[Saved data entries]
%%

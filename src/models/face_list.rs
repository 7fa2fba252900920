use itertools::Itertools;

use crate::data::parser_utils::{INDEX_TUPLE_SIZE, VECTOR3_SIZE};
use crate::decoder::{NodeDecoder, NodeHeader};
use crate::error::IResult;
use crate::vector::{Vector2, Vector3};

/// Four indices into a sibling table, one per face corner. A `-1` in the
/// last slot makes the face a triangle.
#[derive(Debug, Clone, Copy, PartialEq, Eq, Hash)]
#[cfg_attr(feature = "serde", derive(serde::Serialize, serde::Deserialize))]
pub struct FaceIndices(pub [i32; 4]);

impl FaceIndices {
    pub fn is_triangle(&self) -> bool {
        self.0[3] == -1
    }

    /// Indices of the corners the face actually has.
    pub fn corners(self) -> impl Iterator<Item = usize> {
        self.0
            .into_iter()
            .take_while(|&index| index >= 0)
            .map(|index| index as usize)
    }
}

/// Texture mapping directions along a face's top edge and down its side.
#[derive(Debug, Clone, Copy, PartialEq)]
#[cfg_attr(feature = "serde", derive(serde::Serialize, serde::Deserialize))]
pub struct TextureBasisVectors<V3> {
    pub across_top: V3,
    pub down_side: V3,
}

/// Faces of one mesh. Every face has one entry in each list.
#[derive(Debug, Clone, PartialEq)]
#[cfg_attr(feature = "serde", derive(serde::Serialize, serde::Deserialize))]
pub struct FaceList<V3> {
    /// Size hint stored before the faces.
    pub face_list_size: i32,
    pub vertex_refs: Vec<FaceIndices>,
    pub edge_refs: Vec<FaceIndices>,
    pub uv_refs: Vec<FaceIndices>,
    pub normal_refs: Vec<FaceIndices>,
    pub face_normals: Vec<V3>,
    pub basis_vectors: Vec<TextureBasisVectors<V3>>,
}

impl<V3> FaceList<V3> {
    pub fn face_count(&self) -> usize {
        self.vertex_refs.len()
    }
}

impl<V3: Vector3> FaceList<V3> {
    pub(crate) fn decode<V2: Vector2>(
        decoder: &mut NodeDecoder<'_, '_, V2, V3>,
        header: &NodeHeader,
    ) -> IResult<Self> {
        let count = decoder.count(header.data_count, "face");
        decoder.reader.seek(header.data_address)?;
        let face_list_size = decoder.reader.read_i32()?;

        let faces = decoder.reader.read_list(count, 4 * INDEX_TUPLE_SIZE, |r| {
            Ok((
                FaceIndices(r.read_index_tuple()?),
                FaceIndices(r.read_index_tuple()?),
                FaceIndices(r.read_index_tuple()?),
                FaceIndices(r.read_index_tuple()?),
            ))
        })?;
        let (vertex_refs, edge_refs, uv_refs, normal_refs): (Vec<_>, Vec<_>, Vec<_>, Vec<_>) =
            faces.into_iter().multiunzip();

        let face_normals = decoder
            .vectors
            .read_vector3_sequence(&mut decoder.reader, count)?;
        let basis_vectors = Self::read_basis_vectors(decoder, count)?;

        Ok(FaceList {
            face_list_size,
            vertex_refs,
            edge_refs,
            uv_refs,
            normal_refs,
            face_normals,
            basis_vectors,
        })
    }

    /// Some shipped files end a few bytes into the last basis vector. The
    /// missing data reads as zero vectors and is reported once.
    fn read_basis_vectors<V2: Vector2>(
        decoder: &mut NodeDecoder<'_, '_, V2, V3>,
        count: usize,
    ) -> IResult<Vec<TextureBasisVectors<V3>>> {
        let remaining = decoder.reader.remaining().len() / (2 * VECTOR3_SIZE);
        let mut basis_vectors = Vec::with_capacity(count.min(remaining + 1));
        let mut truncated = false;
        for face in 0..count {
            let mut read = || -> IResult<V3> {
                if truncated {
                    return Ok(V3::zero());
                }
                match decoder.vectors.read_vector3(&mut decoder.reader) {
                    Ok(v) => Ok(v),
                    Err(e) if e.is_eof() => {
                        decoder.report(&format!("Face list truncated at face {face}: {e}"));
                        truncated = true;
                        Ok(V3::zero())
                    }
                    Err(e) => Err(e),
                }
            };
            let across_top = read()?;
            let down_side = read()?;
            basis_vectors.push(TextureBasisVectors {
                across_top,
                down_side,
            });
        }
        Ok(basis_vectors)
    }
}

#[cfg(test)]
mod tests {
    use super::*;
    use crate::models::NodeKind;
    use crate::test_support::{FileBuilder, decode};

    /// One quad and one triangle, with `trim` bytes cut from the end.
    fn face_file(trim: usize) -> Vec<u8> {
        let mut file = FileBuilder::modern(2, 0x100);
        let roots = file.root_table(1);
        let node = file.data_node(1, 2);
        file.i32(0x40);
        for face in [[0, 1, 2, 3], [2, 3, 4, -1]] {
            for _ in 0..4 {
                for index in face {
                    file.i32(index);
                }
            }
        }
        file.vec3([0.0, 0.0, 1.0]);
        file.vec3([0.0, 1.0, 0.0]);
        file.vec3([1.0, 0.0, 0.0]);
        file.vec3([0.0, -1.0, 0.0]);
        file.vec3([1.0, 1.0, 0.0]);
        file.vec3([0.0, 0.0, -1.0]);
        file.set_slot(roots, 0, node);
        let mut bytes = file.finish();

        bytes.truncate(bytes.len() - trim);
        let body = bytes.len() as i32 - 8;
        bytes[4..8].copy_from_slice(&body.to_le_bytes());
        bytes
    }

    #[test]
    fn indices_mark_triangles() {
        let quad = FaceIndices([0, 1, 2, 3]);
        let triangle = FaceIndices([4, 5, 6, -1]);
        assert!(!quad.is_triangle());
        assert!(triangle.is_triangle());
        assert_eq!(quad.corners().collect::<Vec<_>>(), [0, 1, 2, 3]);
        assert_eq!(triangle.corners().collect::<Vec<_>>(), [4, 5, 6]);
    }

    #[test]
    fn decodes_faces_normals_and_basis() {
        let (opt, messages) = decode(&face_file(0));
        assert!(messages.is_empty(), "{messages:?}");

        let (_, node) = opt.nodes_of_kind(NodeKind::FaceList).next().unwrap();
        let faces = node.payload().face_list_ref().unwrap();
        assert_eq!(faces.face_count(), 2);
        assert_eq!(faces.face_list_size, 0x40);
        assert_eq!(faces.vertex_refs[1], FaceIndices([2, 3, 4, -1]));
        assert_eq!(faces.normal_refs[0], FaceIndices([0, 1, 2, 3]));
        assert!(faces.uv_refs[1].is_triangle());
        assert_eq!(faces.face_normals, vec![[0.0, 0.0, 1.0], [0.0, 1.0, 0.0]]);
        assert_eq!(faces.basis_vectors[1].across_top, [1.0, 1.0, 0.0]);
        assert_eq!(faces.basis_vectors[1].down_side, [0.0, 0.0, -1.0]);
    }

    #[test]
    fn truncated_basis_vector_is_zero_filled() {
        let (opt, messages) = decode(&face_file(4));
        assert_eq!(messages.len(), 1, "{messages:?}");
        assert!(messages[0].contains("truncated"));

        let (_, node) = opt.nodes_of_kind(NodeKind::FaceList).next().unwrap();
        let faces = node.payload().face_list_ref().unwrap();
        assert_eq!(faces.basis_vectors.len(), 2);
        assert_eq!(faces.basis_vectors[1].across_top, [1.0, 1.0, 0.0]);
        assert_eq!(faces.basis_vectors[1].down_side, [0.0, 0.0, 0.0]);
    }
}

%%

* Assignment
Search the records for the string "Clone" and, wherever a line contains it, please copy that line.

* Response area
#[derive(Debug, Clone, Copy, PartialEq, Eq, Hash)]
#[derive(Debug, Clone, Copy, PartialEq)]
#[derive(Debug, Clone, PartialEq)]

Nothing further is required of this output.